Exercise prompt ▸
Search the records for "bool". Copy every line where it appears.
===
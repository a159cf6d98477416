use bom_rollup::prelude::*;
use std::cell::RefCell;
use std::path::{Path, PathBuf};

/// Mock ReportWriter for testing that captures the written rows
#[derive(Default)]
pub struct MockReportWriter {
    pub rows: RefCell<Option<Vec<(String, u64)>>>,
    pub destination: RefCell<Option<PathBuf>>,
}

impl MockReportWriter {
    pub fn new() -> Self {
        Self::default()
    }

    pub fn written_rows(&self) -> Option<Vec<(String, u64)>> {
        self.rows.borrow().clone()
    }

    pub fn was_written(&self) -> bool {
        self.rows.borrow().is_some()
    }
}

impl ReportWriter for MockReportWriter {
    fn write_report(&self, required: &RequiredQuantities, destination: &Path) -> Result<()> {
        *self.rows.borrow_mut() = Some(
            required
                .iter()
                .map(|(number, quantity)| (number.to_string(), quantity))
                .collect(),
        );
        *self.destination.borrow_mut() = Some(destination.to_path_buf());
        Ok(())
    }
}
===
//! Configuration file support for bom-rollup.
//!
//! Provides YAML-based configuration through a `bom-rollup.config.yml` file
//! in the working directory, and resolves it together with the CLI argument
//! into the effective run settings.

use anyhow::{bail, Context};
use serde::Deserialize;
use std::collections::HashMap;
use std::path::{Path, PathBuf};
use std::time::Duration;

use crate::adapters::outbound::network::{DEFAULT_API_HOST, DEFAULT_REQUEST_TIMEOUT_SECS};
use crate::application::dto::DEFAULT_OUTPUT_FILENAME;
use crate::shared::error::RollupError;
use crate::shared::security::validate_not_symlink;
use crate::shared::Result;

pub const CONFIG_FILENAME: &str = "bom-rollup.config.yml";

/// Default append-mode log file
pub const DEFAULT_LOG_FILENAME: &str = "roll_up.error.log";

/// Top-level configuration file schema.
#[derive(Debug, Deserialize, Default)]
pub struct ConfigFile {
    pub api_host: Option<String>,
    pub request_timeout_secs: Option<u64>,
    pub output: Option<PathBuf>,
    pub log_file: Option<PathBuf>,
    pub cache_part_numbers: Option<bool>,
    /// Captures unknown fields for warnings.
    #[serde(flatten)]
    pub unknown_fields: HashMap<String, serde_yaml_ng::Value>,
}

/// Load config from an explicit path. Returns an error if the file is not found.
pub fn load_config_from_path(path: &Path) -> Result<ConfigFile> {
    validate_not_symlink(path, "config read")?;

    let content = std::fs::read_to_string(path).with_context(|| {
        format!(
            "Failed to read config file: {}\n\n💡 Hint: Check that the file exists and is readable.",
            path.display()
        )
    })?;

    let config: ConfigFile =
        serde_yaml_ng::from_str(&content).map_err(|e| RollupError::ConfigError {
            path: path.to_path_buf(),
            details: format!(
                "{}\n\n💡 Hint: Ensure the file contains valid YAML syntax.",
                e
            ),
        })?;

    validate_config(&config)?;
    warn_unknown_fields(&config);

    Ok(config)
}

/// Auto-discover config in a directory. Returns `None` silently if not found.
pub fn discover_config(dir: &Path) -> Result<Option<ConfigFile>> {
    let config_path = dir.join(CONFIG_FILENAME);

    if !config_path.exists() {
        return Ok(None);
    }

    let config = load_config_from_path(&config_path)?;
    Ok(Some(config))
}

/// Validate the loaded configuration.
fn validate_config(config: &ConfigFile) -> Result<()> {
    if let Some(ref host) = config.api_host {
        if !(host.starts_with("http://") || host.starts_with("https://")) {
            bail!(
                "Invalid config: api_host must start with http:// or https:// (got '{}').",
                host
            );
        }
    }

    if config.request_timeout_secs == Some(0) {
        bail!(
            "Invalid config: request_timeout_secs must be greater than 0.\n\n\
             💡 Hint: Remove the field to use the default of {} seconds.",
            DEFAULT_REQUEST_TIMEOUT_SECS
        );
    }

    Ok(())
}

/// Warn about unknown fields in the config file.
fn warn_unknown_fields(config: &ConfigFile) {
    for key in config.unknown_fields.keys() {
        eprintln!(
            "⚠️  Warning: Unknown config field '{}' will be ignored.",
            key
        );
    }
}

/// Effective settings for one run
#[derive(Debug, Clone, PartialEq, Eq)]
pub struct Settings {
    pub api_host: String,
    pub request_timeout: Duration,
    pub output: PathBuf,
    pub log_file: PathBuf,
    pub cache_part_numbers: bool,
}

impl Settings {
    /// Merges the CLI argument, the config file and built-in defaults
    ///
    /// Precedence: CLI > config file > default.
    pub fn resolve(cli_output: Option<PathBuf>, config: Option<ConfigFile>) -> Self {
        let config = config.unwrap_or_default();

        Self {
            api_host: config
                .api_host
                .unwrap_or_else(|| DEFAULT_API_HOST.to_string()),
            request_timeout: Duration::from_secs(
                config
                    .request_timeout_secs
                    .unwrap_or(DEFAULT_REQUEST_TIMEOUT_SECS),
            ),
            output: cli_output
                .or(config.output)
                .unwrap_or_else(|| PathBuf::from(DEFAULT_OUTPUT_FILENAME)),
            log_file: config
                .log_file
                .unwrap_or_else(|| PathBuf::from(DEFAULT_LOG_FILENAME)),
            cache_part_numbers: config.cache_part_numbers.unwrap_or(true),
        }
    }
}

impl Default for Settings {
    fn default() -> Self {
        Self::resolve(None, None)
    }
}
===
Solution below ▸
    pub fn was_written(&self) -> bool {
    pub cache_part_numbers: Option<bool>,
    pub cache_part_numbers: bool,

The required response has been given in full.